Related
EDIT: Still no fix, but I know what value being returned from the cypher is causing the error:
[43.4171031, 37.5049815, 43.4171031, 37.5049815]
it is coming from a bbox as a spatial query:
val query = "call blah blah yield node return node.fromDate as fromDate, node.bbox as bbox ORDER BY node.toDateFormatLong DESC";
It does NOT like that return node.bbox as bbox, I have to take that out for the query to work.
if I do I get the data frame back. If I don't I get the error:
defined class DateLayerData
defined class ChangeScoreObj
changeScoreMap: java.util.Map[Integer,ChangeScoreObj] = {}
doCalculation: (lat1: BigDecimal, lon1: BigDecimal, lat2: BigDecimal, lon2: BigDecimal, radius: Double)Unit
main: (args: Array[String])Unit
MinLat: 34.6 minlon 40.9 maxlat: 34.7 maxlon: 41
java.lang.UnsupportedOperationException: empty collection
at org.apache.spark.rdd.RDD$$anonfun$first$1.apply(RDD.scala:1370)

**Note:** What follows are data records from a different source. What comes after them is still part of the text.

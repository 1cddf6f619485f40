//! Time shifting: a campaign instance's "now" is the clock's now moved by a
//! whole number of days.

use chrono::{DateTime, TimeDelta, Utc};
use std::fmt;
use std::ops::Range;
use std::sync::Arc;

use campaign_core::Campaign;

use crate::audience::Audience;
use crate::drip::{Drip, DripContext};

#[derive(Debug, Clone, Copy, PartialEq, Eq, Hash, Default, PartialOrd, Ord)]
pub struct TimeShift {
    days: i64,
}

impl TimeShift {
    pub const NONE: Self = Self { days: 0 };

    pub fn days(days: i64) -> Self {
        Self { days }
    }

    pub fn as_days(&self) -> i64 {
        self.days
    }

    pub fn is_zero(&self) -> bool {
        self.days == 0
    }

    /// Move `now` by the shift. Shifts past the representable range clamp to
    /// the earliest or latest instant.
    pub fn apply(&self, now: DateTime<Utc>) -> DateTime<Utc> {
        if self.is_zero() {
            return now;
        }
        let limit = if self.days > 0 {
            DateTime::<Utc>::MAX_UTC
        } else {
            DateTime::<Utc>::MIN_UTC
        };
        TimeDelta::try_days(self.days)
            .and_then(|delta| now.checked_add_signed(delta))
            .unwrap_or(limit)
    }
}

impl fmt::Display for TimeShift {
    fn fmt(&self, f: &mut fmt::Formatter<'_>) -> fmt::Result {
        write!(f, "{:+}d", self.days)
    }
}

/// Lazy sequence of sibling instances, one per day offset in
/// `[-past, future)`. Cloning restarts from the current position.
#[derive(Clone)]
pub struct Walk {
    campaign: Arc<Campaign>,
    audience: Arc<dyn Audience>,
    ctx: DripContext,
    offsets: Range<i64>,
}

impl Walk {
    pub(crate) fn new(
        campaign: Arc<Campaign>,
        audience: Arc<dyn Audience>,
        ctx: DripContext,
        past: u32,
        future: u32,
    ) -> Self {
        Self {
            campaign,
            audience,
            ctx,
            offsets: -i64::from(past)..i64::from(future),
        }
    }
}

impl Iterator for Walk {
    type Item = Drip;

    fn next(&mut self) -> Option<Drip> {
        let days = self.offsets.next()?;
        Some(Drip::from_parts(
            Arc::clone(&self.campaign),
            Arc::clone(&self.audience),
            self.ctx.clone(),
            TimeShift::days(days),
        ))
    }

    fn size_hint(&self) -> (usize, Option<usize>) {
        self.offsets.size_hint()
    }
}

impl ExactSizeIterator for Walk {}

impl fmt::Debug for Walk {
    fn fmt(&self, f: &mut fmt::Formatter<'_>) -> fmt::Result {
        f.debug_struct("Walk")
            .field("campaign", &self.campaign.name)
            .field("offsets", &self.offsets)
            .finish()
    }
}
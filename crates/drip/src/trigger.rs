//! Trigger dispatcher: runs campaigns when a watched entity is created and
//! on the scheduled sweep.
//!
//! At most one run per campaign is in flight in this process at a time; a
//! trigger that arrives while the campaign is running is skipped. This is
//! what keeps overlapping runs from computing the same candidates before
//! either has recorded its sends.

use campaign_core::{Campaign, CampaignError, CampaignResult};
use dashmap::DashMap;
use std::sync::Arc;
use tracing::{error, info, warn};
use uuid::Uuid;

use crate::audience::Audience;
use crate::drip::{Drip, DripContext};

#[derive(Debug)]
pub enum RunOutcome {
    Sent(usize),
    Disabled,
    AlreadyRunning,
    Failed(CampaignError),
}

#[derive(Debug)]
pub struct CampaignRun {
    pub campaign: String,
    pub outcome: RunOutcome,
}

impl CampaignRun {
    pub fn sent(&self) -> usize {
        match self.outcome {
            RunOutcome::Sent(count) => count,
            _ => 0,
        }
    }
}

/// Removes the campaign from the in-flight set when the run ends.
struct InFlight<'a> {
    running: &'a DashMap<Uuid, ()>,
    id: Uuid,
}

impl Drop for InFlight<'_> {
    fn drop(&mut self) {
        self.running.remove(&self.id);
    }
}

pub struct TriggerDispatcher {
    ctx: DripContext,
    audiences: DashMap<String, Arc<dyn Audience>>,
    running: DashMap<Uuid, ()>,
}

impl TriggerDispatcher {
    pub fn new(ctx: DripContext) -> Self {
        Self {
            ctx,
            audiences: DashMap::new(),
            running: DashMap::new(),
        }
    }

    /// Use `audience` as the base set for the campaign named `campaign`.
    pub fn register_audience(&self, campaign: impl Into<String>, audience: Arc<dyn Audience>) {
        self.audiences.insert(campaign.into(), audience);
    }

    /// Run every enabled campaign triggered by creation of `entity_type`.
    pub fn on_entity_created(&self, entity_type: &str) -> CampaignResult<Vec<CampaignRun>> {
        let campaigns = self.ctx.store.list_enabled_campaigns(Some(entity_type))?;
        info!(
            entity_type,
            campaigns = campaigns.len(),
            "Entity created, evaluating triggered campaigns"
        );
        Ok(campaigns.into_iter().map(|c| self.run_campaign(c)).collect())
    }

    /// Scheduled re-evaluation of every enabled campaign.
    pub fn run_all(&self) -> CampaignResult<Vec<CampaignRun>> {
        let campaigns = self.ctx.store.list_enabled_campaigns(None)?;
        let runs: Vec<CampaignRun> = campaigns.into_iter().map(|c| self.run_campaign(c)).collect();
        let sent: usize = runs.iter().map(CampaignRun::sent).sum();
        info!(campaigns = runs.len(), sent, "Scheduled sweep complete");
        Ok(runs)
    }

    pub fn run_campaign(&self, campaign: Campaign) -> CampaignRun {
        let name = campaign.name.clone();
        if self.running.insert(campaign.id, ()).is_some() {
            warn!(campaign = %name, "Campaign already running, trigger skipped");
            return CampaignRun {
                campaign: name,
                outcome: RunOutcome::AlreadyRunning,
            };
        }
        let _guard = InFlight {
            running: &self.running,
            id: campaign.id,
        };

        let outcome = match self.instance(campaign).and_then(|mut drip| drip.run()) {
            Ok(Some(count)) => RunOutcome::Sent(count),
            Ok(None) => RunOutcome::Disabled,
            Err(e) => {
                error!(campaign = %name, error = %e, "Campaign run failed");
                RunOutcome::Failed(e)
            }
        };
        CampaignRun {
            campaign: name,
            outcome,
        }
    }

    fn instance(&self, campaign: Campaign) -> CampaignResult<Drip> {
        let audience = self.audiences.get(&campaign.name).map(|a| Arc::clone(a.value()));
        let drip = Drip::new(campaign, self.ctx.clone())?;
        Ok(match audience {
            Some(audience) => drip.with_audience(audience),
            None => drip,
        })
    }

    pub fn is_running(&self, campaign_id: &Uuid) -> bool {
        self.running.contains_key(campaign_id)
    }
}

#[cfg(test)]
mod tests {
    use super::*;
    use crate::audience::FnAudience;
    use crate::store::{DripStore, MemoryStore};
    use campaign_channels::RecordingTransport;
    use campaign_core::{DripConfig, User};
    use chrono::{DateTime, Utc};

    fn setup() -> (Arc<MemoryStore>, Arc<RecordingTransport>, TriggerDispatcher) {
        let store = Arc::new(MemoryStore::new());
        let transport = Arc::new(RecordingTransport::new());
        let ctx = DripContext::new(store.clone(), transport.clone())
            .with_config(DripConfig::default().with_from_email("drips@example.com"));
        (store, transport, TriggerDispatcher::new(ctx))
    }

    #[test]
    fn test_entity_trigger_runs_matching_campaigns_only() {
        let (store, transport, dispatcher) = setup();
        store.insert_user(User::new("a@example.com", Utc::now())).unwrap();
        store
            .upsert_campaign(Campaign::new("order-thanks", "Thanks", "Body").triggered_by("order"))
            .unwrap();
        store
            .upsert_campaign(Campaign::new("signup", "Hi", "Body").triggered_by("profile"))
            .unwrap();

        let runs = dispatcher.on_entity_created("order").unwrap();
        assert_eq!(runs.len(), 1);
        assert_eq!(runs[0].campaign, "order-thanks");
        assert_eq!(runs[0].sent(), 1);
        assert_eq!(transport.count(), 1);

        // Second creation event: already sent, nothing new.
        let runs = dispatcher.on_entity_created("order").unwrap();
        assert_eq!(runs[0].sent(), 0);
    }

    #[test]
    fn test_failed_campaign_does_not_stop_sweep() {
        let (store, _transport, dispatcher) = setup();
        store.insert_user(User::new("a@example.com", Utc::now())).unwrap();
        store
            .upsert_campaign(Campaign::new("a-broken", "{{ oops", "Body"))
            .unwrap();
        store.upsert_campaign(Campaign::new("b-fine", "Hi", "Body")).unwrap();

        let runs = dispatcher.run_all().unwrap();
        assert!(matches!(runs[0].outcome, RunOutcome::Failed(CampaignError::Template(_))));
        assert!(matches!(runs[1].outcome, RunOutcome::Sent(1)));
        assert!(!dispatcher.is_running(&store.get_campaign("a-broken").unwrap().unwrap().id));
    }

    #[test]
    fn test_registered_audience_is_used() {
        let (store, _transport, dispatcher) = setup();
        store.insert_user(User::new("a@example.com", Utc::now())).unwrap();
        store.insert_user(User::new("vip@example.com", Utc::now())).unwrap();
        store.upsert_campaign(Campaign::new("vip", "Hi", "Body")).unwrap();
        dispatcher.register_audience(
            "vip",
            Arc::new(FnAudience(
                |store: &dyn DripStore, _: DateTime<Utc>| -> CampaignResult<Vec<User>> {
                    store.query_users(&|u| u.email.starts_with("vip"))
                },
            )),
        );

        let runs = dispatcher.run_all().unwrap();
        assert_eq!(runs[0].sent(), 1);
    }

    #[test]
    fn test_overlapping_trigger_is_skipped() {
        let (store, transport, dispatcher) = setup();
        let dispatcher = Arc::new(dispatcher);
        store.insert_user(User::new("a@example.com", Utc::now())).unwrap();
        let campaign = Campaign::new("welcome", "Hi", "Body");
        store.upsert_campaign(campaign.clone()).unwrap();

        // An audience that re-enters the dispatcher mid-run, as an
        // overlapping trigger would.
        let inner = Arc::clone(&dispatcher);
        let nested = Arc::new(parking_lot::Mutex::new(None));
        let nested_slot = Arc::clone(&nested);
        let reentrant = campaign.clone();
        dispatcher.register_audience(
            "welcome",
            Arc::new(FnAudience(
                move |store: &dyn DripStore, _: DateTime<Utc>| -> CampaignResult<Vec<User>> {
                    let run = inner.run_campaign(reentrant.clone());
                    *nested_slot.lock() = Some(run);
                    store.query_users(&|_| true)
                },
            )),
        );

        let run = dispatcher.run_campaign(campaign);
        assert_eq!(run.sent(), 1);
        let nested = nested.lock().take().unwrap();
        assert!(matches!(nested.outcome, RunOutcome::AlreadyRunning));
        assert_eq!(transport.count(), 1);
    }
}
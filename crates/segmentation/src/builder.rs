//! Rule builder: fluent API for constructing a campaign's filter rules.

use campaign_core::{FilterRule, Lookup};

#[derive(Debug, Default, Clone)]
pub struct RuleBuilder {
    rules: Vec<FilterRule>,
}

impl RuleBuilder {
    pub fn new() -> Self {
        Self::default()
    }

    pub fn filter(
        mut self,
        field: impl Into<String>,
        lookup: Lookup,
        value: impl Into<String>,
    ) -> Self {
        self.rules.push(FilterRule::filter(field, lookup, value));
        self
    }

    pub fn exclude(
        mut self,
        field: impl Into<String>,
        lookup: Lookup,
        value: impl Into<String>,
    ) -> Self {
        self.rules.push(FilterRule::exclude(field, lookup, value));
        self
    }

    /// Users who joined within the last `days` days of the campaign's now.
    pub fn joined_within_days(self, days: u32) -> Self {
        self.filter("date_joined", Lookup::Gte, format!("now-{days} days"))
    }

    /// Users who joined more than `days` days before the campaign's now.
    pub fn joined_before_days(self, days: u32) -> Self {
        self.filter("date_joined", Lookup::Lt, format!("now-{days} days"))
    }

    pub fn attribute_equals(self, key: &str, value: impl Into<String>) -> Self {
        self.filter(format!("attributes.{key}"), Lookup::Exact, value)
    }

    pub fn active_only(self) -> Self {
        self.filter("is_active", Lookup::Exact, "true")
    }

    pub fn without_staff(self) -> Self {
        self.exclude("is_staff", Lookup::Exact, "true")
    }

    pub fn build(self) -> Vec<FilterRule> {
        self.rules
    }
}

at org.apache.spark.rdd.RDDOperationScope$.withScope(RDDOperationScope.scala:151)
at org.apache.spark.rdd.RDDOperationScope$.withScope(RDDOperationScope.scala:112)
at org.apache.spark.rdd.RDD.withScope(RDD.scala:362)
at org.apache.spark.rdd.RDD.first(RDD.scala:1367)
at org.neo4j.spark.Neo4j.loadDataFrame(Neo4j.scala:280)
at doCalculation(<console>:114)
at main(<console>:89)
... 81 elided
So guessing I am using Option wrong?
val initialDf2 = neo.cypher(query).loadDataFrame //this seems to fail on empty collection
initialDf2.take(1).headOption.map(_.getString(1)).foreach(println)
This line above is ran inside a loop. Part of a doCalculation function which is called over and over again with different values etc.
Trying to load a data frame that once back from NEO4j looks like this inside NEO4j:
-1 “Detected” 1 20161104 3318 37.5049815 43.4171031 20161023 “filename.val” 9.2 "23OCT16" [43.4171031, 37.5049815, 43.4171031, 37.5049815]
So I make the query call to get one of many rows that looks like the above one:
try {
val initialDf2 = neo.cypher(query).loadDataFrame
val someVal = initialDf2.collectAsList()
val detectt = someVal.get(0).getString(1) //try to get the second field
println(detectt)
} catch {
case e: Exception => e.printStackTrace
}
I do have a try catch because sometimes the query sent to the cypher returns nothing (I have no idea how else to handle that)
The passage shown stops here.